Perserikatan merupakan sebuah kumpulan yang didasarkan pada tujuan akhir
pembagian keuntungan secara bersama-sama. Jadi, dalam perserikatan, terdapat
upaya mengumpulkan harta secara bersama-sama. Sementara kerja sama lebih
didorong karena unsur ta’awun (saling tolong menolong) dengan keuntungan yang
dimiliki dari hasil usaha sendiri. Jadi, dalam kerja sama tidak ada unsur
mencampur harta. Nilai positifnya dari adanya perserikatan abdan adalah dapat
mencakup kerja sama antara berbagai pihak. Sementara nilai negatifnya adalah
munculnya monopoli atau genk-genk pasar atau makelar proyek. Inilah yang
menjadikan mengapa dalam fuqaha’ dari kalangan syafi’iyah menganggap bahwa
syirkah abdan adalah bathil.
Beberapa ‘Illah Larangan Syirkah Abdan
Hal yang mendasari terjadinya khilaf
(perbedan pendapat) di kalangan ulama’ terhadap syirkah abdan ini adalah:
pertama karena ketiadaan modal (‘urudl) di antara mereka. Ketiadaan modal dapat
berpengaruh pada standar cara pembagian keuntungan usaha. Bagaimana mahu menghitung
nisbahnya padahal tidak ada alat penakarnya? Buntutnya bisa berakibat
perselisihan yang membawa mudlarat kepada hubungan antara pihak-pihak yang
berakad. Selain karena persoalan ‘urudl yang tidak bisa ditakar, demikian juga
dengan faktor kerja fisik yang sulit untuk ditentukan ukurannya.

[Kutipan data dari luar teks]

//! Sentence boundary detection.
//!
//! Sentence detection seems simple until you encounter:
//!
//! ```text
//! "Dr. Smith went to Washington D.C. on Jan. 15th."
//!     ^                          ^       ^
//!     Not a sentence end (abbreviation)
//! ```
//!
//! The default detector uses Unicode Standard Annex #29 (UAX #29) sentence
//! segmentation, which handles abbreviations, decimal numbers, ellipses, and
//! URLs reasonably well without any language-specific rule tables.
//!
//! The detector is a trait rather than a fixed implementation so that callers
//! with stronger requirements (NLP toolkits, language-specific models) can
//! plug their own in via
//! [`DocumentSplitter::with_sentence_detector`](crate::DocumentSplitter::with_sentence_detector).
//! Whatever the implementation, it must not drop inter-sentence text: the
//! splitter relies on fragments concatenating back to the original document.

use unicode_segmentation::UnicodeSegmentation;

/// Detects sentence boundaries in text.
pub trait SentenceDetector: Send + Sync {
    /// Partition `text` into `(byte_offset, sentence)` pairs, in order.
    ///
    /// The pairs must cover the whole input with no gaps or overlaps:
    /// concatenating the sentences reproduces `text` exactly. Inter-sentence
    /// whitespace belongs to one of the neighboring sentences, never to
    /// neither.
    fn sentences<'a>(&self, text: &'a str) -> Vec<(usize, &'a str)>;
}

/// UAX #29 sentence segmentation via `unicode-segmentation`.
///
/// Trailing whitespace after a terminator is attached to the preceding
/// sentence, so offsets of subsequent sentences point at their first visible
/// character.
#[derive(Debug, Clone, Copy, Default)]
pub struct UnicodeSentenceDetector;

impl SentenceDetector for UnicodeSentenceDetector {
    fn sentences<'a>(&self, text: &'a str) -> Vec<(usize, &'a str)> {
        text.split_sentence_bounds()
            .scan(0usize, |offset, s| {
                let start = *offset;
                *offset += s.len();
                Some((start, s))
            })
            .collect()
    }
}
//! Chunk assembly: sliding a fragment window, then folding a short tail.
//!
//! ## Windowing
//!
//! ```text
//! split_length = 3, split_overlap = 1  (step = 2)
//!
//! Fragments: [f0, f1, f2, f3, f4]
//!
//! Chunk 0: [f0, f1, f2]
//! Chunk 1:         [f2, f3, f4]   <- f2 repeated
//! ```
//!
//! The window advances by `split_length - split_overlap` fragments and stops
//! once a window has reached the final fragment, so a fully consumed input
//! never produces a chunk that is a strict suffix of its predecessor.
//!
//! ## Tail merging
//!
//! A trailing chunk with fewer than `split_threshold` fragments is folded
//! into its predecessor by plain concatenation. Offsets assigned during
//! windowing are left untouched; only the final chunk ever moves.

use crate::fragment::Fragment;
use crate::overlap::OverlapRange;

/// A window of consecutive fragments forming one output unit.
///
/// Created by [`assemble`], possibly folded by [`merge_small_tail`], then
/// consumed read-only by page attribution and document materialization.
#[derive(Debug, Clone, PartialEq, Eq)]
pub struct Chunk {
    /// The fragments in this chunk, in source order.
    pub fragments: Vec<Fragment>,
    /// 0-based emission order (`split_id`).
    pub index: usize,
    /// Byte offset of the first fragment in the original content.
    pub start: usize,
    /// 1-based page number of `start`. Assigned by page attribution;
    /// stays 1 in function mode.
    pub page: usize,
    /// Overlap ranges shared with neighboring chunks, in chunk-local
    /// coordinates.
    pub overlaps: Vec<OverlapRange>,
}

impl Chunk {
    /// Concatenated text of all fragments.
    #[must_use]
    pub fn text(&self) -> String {
        self.fragments.iter().map(|f| f.text.as_str()).collect()
    }

    /// Total text length in bytes.
    #[must_use]
    pub fn len(&self) -> usize {
        self.fragments.iter().map(Fragment::len).sum()
    }

    /// Whether the chunk holds no text.
    #[must_use]
    pub fn is_empty(&self) -> bool {
        self.len() == 0
    }

    /// Number of fragments in this chunk.
    #[must_use]
    pub fn fragment_count(&self) -> usize {
        self.fragments.len()
    }
}

/// Group fragments into chunks of `length` fragments, repeating `overlap`
/// fragments between adjacent chunks.
///
/// The caller guarantees `length > 0` and `overlap < length`; both are
/// validated when the splitter is configured. Windows whose concatenated
/// text is empty (custom splitting functions may return empty pieces) are
/// skipped without consuming an index.
pub(crate) fn assemble(fragments: &[Fragment], length: usize, overlap: usize) -> Vec<Chunk> {
    debug_assert!(length > 0 && overlap < length);
    if fragments.is_empty() {
        return Vec::new();
    }

    let step = length - overlap;
    let mut chunks = Vec::with_capacity(fragments.len().div_ceil(step));
    let mut index = 0;
    let mut at = 0;

    loop {
        let end = (at + length).min(fragments.len());
        let window = &fragments[at..end];

        if window.iter().any(|f| !f.is_empty()) {
            chunks.push(Chunk {
                fragments: window.to_vec(),
                index,
                start: window[0].start,
                page: 1,
                overlaps: Vec::new(),
            });
            index += 1;
        }

        // Stop once a window has reached the last fragment.
        if at + length >= fragments.len() {
            break;
        }
        at += step;
    }

    chunks
}

/// Fold a trailing chunk shorter than `threshold` fragments into its
/// predecessor.
///
/// Applies at most once and only to the final chunk. The predecessor keeps
/// its start offset and index; the tail's fragments are appended as-is.
pub(crate) fn merge_small_tail(chunks: &mut Vec<Chunk>, threshold: usize) {
    if threshold == 0 || chunks.len() < 2 {
        return;
    }
    let Some(tail) = chunks.pop() else {
        return;
    };
    if tail.fragment_count() < threshold {
        if let Some(previous) = chunks.last_mut() {
            previous.fragments.extend(tail.fragments);
        }
    } else {
        chunks.push(tail);
    }
}
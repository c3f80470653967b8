use anyhow::Result;
use axum::{
    Json, Router,
    extract::State,
    http::StatusCode,
    response::{IntoResponse, Redirect, Response},
    routing::{get, post},
};
use quill_core::Quill;
use quill_core::butler::{self, DispatchError, Request};
use serde_json::{Value, json};
use std::{net::SocketAddr, path::PathBuf, sync::Arc};
use tokio::sync::Mutex;
use tower_http::{
    cors::{Any, CorsLayer},
    services::ServeDir,
};

/// Configuration for the butler admin server
#[derive(Debug, Clone)]
pub struct ButlerServerConfig {
    /// Host to bind to
    pub host: String,
    /// Port to serve on
    pub port: u16,
    /// Working directory holding storage/, assets/ and site/
    pub root: PathBuf,
    /// Let dispatch failures propagate instead of reporting `failed`
    pub debug: bool,
    /// Auto-open the dashboard in a browser
    pub open_dashboard: bool,
    /// Auto-open the generated site in a browser
    pub open_site: bool,
}

impl Default for ButlerServerConfig {
    fn default() -> Self {
        Self {
            host: "127.0.0.1".to_string(),
            port: 8060,
            root: PathBuf::from("."),
            debug: false,
            open_dashboard: false,
            open_site: false,
        }
    }
}

/// The butler endpoint plus static serving for the generated site and the
/// admin dashboard.
pub struct ButlerServer {
    config: ButlerServerConfig,
}

impl ButlerServer {
    pub fn new(config: ButlerServerConfig) -> Self {
        Self { config }
    }

    /// Run the server. The application state sits behind one mutex, so at
    /// most one butler operation (and therefore one rebuild) runs at a
    /// time.
    pub async fn run(self) -> Result<()> {
        let mut app = Quill::open(&self.config.root)?;

        // Serve a fresh tree from the first request on.
        app.build()?;

        let site_dir = app.site_dir().to_path_buf();
        let dashboard_dir = app.assets_dir().join("admin");

        let state = AppState {
            app: Arc::new(Mutex::new(app)),
            debug: self.config.debug,
        };

        let router = Router::new()
            .route("/", get(|| async { Redirect::to("/dashboard/") }))
            .route("/news/", get(|| async { Redirect::to("/site/news/") }))
            .route("/butler", post(butler_handler))
            .nest_service("/site", ServeDir::new(site_dir))
            .nest_service("/dashboard", ServeDir::new(dashboard_dir))
            .layer(
                CorsLayer::new()
                    .allow_origin(Any)
                    .allow_methods(Any)
                    .allow_headers(Any),
            )
            .with_state(state);

        let addr: SocketAddr = format!("{}:{}", self.config.host, self.config.port).parse()?;

        println!("Butler listening at http://{}", addr);
        if self.config.debug {
            println!("Debug mode: dispatch failures will carry error detail");
        }

        if self.config.open_dashboard {
            if let Err(e) = open::that(format!("http://{}/dashboard/", addr)) {
                eprintln!("Failed to open browser: {}", e);
            }
        }
        if self.config.open_site {
            if let Err(e) = open::that(format!("http://{}/site/", addr)) {
                eprintln!("Failed to open browser: {}", e);
            }
        }

        let listener = tokio::net::TcpListener::bind(addr).await?;
        axum::serve(listener, router).await?;

        Ok(())
    }
}

#[derive(Clone)]
struct AppState {
    app: Arc<Mutex<Quill>>,
    debug: bool,
}

async fn butler_handler(State(state): State<AppState>, Json(request): Json<Request>) -> Response {
    let mut app = state.app.lock().await;
    let result = butler::dispatch(&mut app, &request);

    match envelope(result, state.debug) {
        Ok(value) => Json(value).into_response(),
        Err(err) => {
            eprintln!("Butler command `{}` failed: {}", request.command, err);
            (StatusCode::INTERNAL_SERVER_ERROR, err.to_string()).into_response()
        }
    }
}

/// Normalize a dispatch outcome for the wire. Outside debug mode every
/// failure collapses into `{"status": "failed"}` with the detail kept off
/// the wire; debug mode lets it propagate to the transport.
fn envelope(result: Result<Value, DispatchError>, debug: bool) -> Result<Value, DispatchError> {
    match result {
        Ok(value) => Ok(value),
        Err(err) if debug => Err(err),
        Err(_) => Ok(json!({ "status": "failed" })),
    }
}

#[cfg(test)]
mod tests {
    use super::*;

    #[test]
    fn test_failures_collapse_to_failed_status() {
        let result = envelope(
            Err(DispatchError::UnknownCommand("nope".to_string())),
            false,
        );
        assert_eq!(result.unwrap(), json!({ "status": "failed" }));
    }

    #[test]
    fn test_debug_mode_propagates() {
        let result = envelope(Err(DispatchError::UnknownCommand("nope".to_string())), true);
        assert!(matches!(result, Err(DispatchError::UnknownCommand(_))));
    }

    #[test]
    fn test_success_value_passes_through() {
        let value = json!({ "site": { "name": "My blog" } });
        assert_eq!(envelope(Ok(value.clone()), false).unwrap(), value);
    }
}
use anyhow::Result;
use clap::{Arg, ArgAction, ArgMatches, Command};
use quill_server::{ButlerServer, ButlerServerConfig};
use std::path::PathBuf;

use super::add_root_arg;

pub fn make_subcommand() -> Command {
    add_root_arg(Command::new("open"))
        .about("Serve the butler endpoint, the dashboard, and the site")
        .arg(
            Arg::new("port")
                .short('p')
                .long("port")
                .value_name("PORT")
                .help("Port to serve on")
                .default_value("8060"),
        )
        .arg(
            Arg::new("dashboard")
                .short('d')
                .long("dashboard")
                .help("Open the admin dashboard in a browser")
                .action(ArgAction::SetTrue),
        )
        .arg(
            Arg::new("view")
                .short('v')
                .long("view")
                .help("Open the generated site in a browser")
                .action(ArgAction::SetTrue),
        )
        .arg(
            Arg::new("server")
                .long("server")
                .help("Bind on all interfaces instead of localhost")
                .action(ArgAction::SetTrue),
        )
        .arg(
            Arg::new("debug")
                .long("debug")
                .help("Let butler failures carry error detail (local diagnostics only)")
                .action(ArgAction::SetTrue),
        )
}

pub async fn execute(args: &ArgMatches) -> Result<()> {
    let root = args
        .get_one::<String>("root")
        .map(String::as_str)
        .unwrap_or(".");
    let port: u16 = args
        .get_one::<String>("port")
        .map(String::as_str)
        .unwrap_or("8060")
        .parse()?;

    let host = if args.get_flag("server") {
        "0.0.0.0"
    } else {
        "127.0.0.1"
    };

    let config = ButlerServerConfig {
        host: host.to_string(),
        port,
        root: PathBuf::from(root),
        debug: args.get_flag("debug"),
        open_dashboard: args.get_flag("dashboard"),
        open_site: args.get_flag("view"),
    };

    ButlerServer::new(config).run().await
}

Alasan kedua, pelarangan syirkah abdan adalah
karena faktor jenis pekerjaan dan usaha. Tidak selamanya orang dalam kondisi
sehat terus. Demikian juga, fisik tubuh manusia tidak selamanya akan memiliki
vitalitas dengan kinerja yang tinggi. Kadang kala faktor psikis dapat
mempengaruhi kinerja seseorang dalam kelompok. Menurunnya kinerja dapat
berpengaruh terhadap hasil usaha.
Dalam syirkah abdan, faktor kinerja fisik
yang mengakibatkan penurunan kinerja seseorang sering melahirkan perselisihan.
Timbul rasa iri di antara sesama karyawan dan pelaku usaha, atau bahkan antar
pemilik modal. Efeknya, dapat mudlarat lagi kepada syirkah yang terbentuk.
Padahal melakukan resign adalah tertutup kemungkinannya, karena faktor sama-sama
yang berkiprah (berjasa) dalam mendirikan usaha. Akhirnya, dapat berujung pada
perselisihan hingga kemudian gulung tikar dan balik dari nol lagi. Inilah hal
yang tidak dikehendaki oleh syariat agama kita. Meskipun ada hadits yang
menyatakan “ash-shulhu jaizun” (perdamaian/negosiasi kekeluargaan adalah
diperbolehkan), akan tetapi karena mudlarat yang lain adalah lebih besar, maka
langkah saddud dzariah (menutup peluang timbulnya mudlarat) adalah hal yang
lebih baik sehingga muncul hukum bathil bagi pelaku syirkah semacam ini.
Sebagaimana kaidah:
درء
المفاسد مقدم على جلب المصالح
Artinya: “Menolak mafsadah adalah prioritas
utama mengalahkan usaha mengambil kemaslahatan.”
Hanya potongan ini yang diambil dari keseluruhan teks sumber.